Problem >>
Beginning at the top of the data below, write out every line exactly until you reach the line with "pub mod envelope;", and include that line.

The records >>
★ ★ ★

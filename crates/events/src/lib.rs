//! Event metadata shared by the entity runtime and its consumers.
//!
//! - [`Event`]: what a persistent entity emits, including how it is tagged.
//! - [`tag`]: deterministic partitioning of an entity's events into tags.
//! - [`Offset`]: position of an event within one tag.
//! - [`TopicSink`]: publishing abstraction used to republish events.

pub mod envelope;
pub mod event;
pub mod in_memory_topic;
pub mod offset;
pub mod sink;
pub mod tag;
pub mod tracker;

pub use envelope::EventEnvelope;
pub use event::Event;
pub use in_memory_topic::{InMemoryTopic, PublishedMessage};
pub use offset::Offset;
pub use sink::{PublishError, TopicSink};
pub use tag::{AggregateEventShards, AggregateEventTag, AggregateEventTagger, polynomial_string_hash};
pub use tracker::{OffsetTracker, TrackerError};
//! Tracing/logging initialization.
//!
//! Filtering comes from `RUST_LOG` (default `info`). The output format is
//! JSON unless `KEEL_LOG_FORMAT=pretty`.

use std::str::FromStr;

use tracing_subscriber::EnvFilter;

#[derive(Debug, Clone, Copy, PartialEq, Eq, Default)]
pub enum LogFormat {
    /// One JSON object per line with system timestamps.
    #[default]
    Json,
    /// Human-readable multi-line output for local runs.
    Pretty,
}

impl FromStr for LogFormat {
    type Err = String;

    fn from_str(s: &str) -> Result<Self, Self::Err> {
        match s.trim().to_ascii_lowercase().as_str() {
            "json" => Ok(Self::Json),
            "pretty" | "text" => Ok(Self::Pretty),
            other => Err(format!("unknown log format '{other}' (expected json|pretty)")),
        }
    }
}

impl LogFormat {
    /// Format named by `KEEL_LOG_FORMAT`; unset or unknown values fall back to JSON.
    pub fn from_env() -> Self {
        std::env::var("KEEL_LOG_FORMAT")
            .ok()
            .and_then(|raw| raw.parse().ok())
            .unwrap_or_default()
    }
}

/// Initialize tracing with the format from `KEEL_LOG_FORMAT`.
///
/// Safe to call multiple times (subsequent calls are no-ops).
pub fn init() {
    init_with(LogFormat::from_env());
}

pub fn init_with(format: LogFormat) {
    let filter = EnvFilter::try_from_default_env().unwrap_or_else(|_| EnvFilter::new("info"));

    let builder = tracing_subscriber::fmt()
        .with_env_filter(filter)
        .with_timer(tracing_subscriber::fmt::time::SystemTime);

    let _ = match format {
        LogFormat::Json => builder.json().with_target(false).try_init(),
        LogFormat::Pretty => builder.pretty().try_init(),
    };
}

#[cfg(test)]
mod tests {
    use super::*;

    #[test]
    fn parses_formats() {
        assert_eq!("JSON".parse::<LogFormat>(), Ok(LogFormat::Json));
        assert_eq!(" pretty ".parse::<LogFormat>(), Ok(LogFormat::Pretty));
        assert!("xml".parse::<LogFormat>().is_err());
    }

    #[test]
    fn repeated_init_is_harmless() {
        init_with(LogFormat::Json);
        init_with(LogFormat::Pretty);
        init();
    }
}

★ ★ ★

Solution to this problem >>
filename crates/events/src/lib.rs
//! Event metadata shared by the entity runtime and its consumers.
//!
//! - [`Event`]: what a persistent entity emits, including how it is tagged.
//! - [`tag`]: deterministic partitioning of an entity's events into tags.
//! - [`Offset`]: position of an event within one tag.
//! - [`TopicSink`]: publishing abstraction used to republish events.

pub mod envelope;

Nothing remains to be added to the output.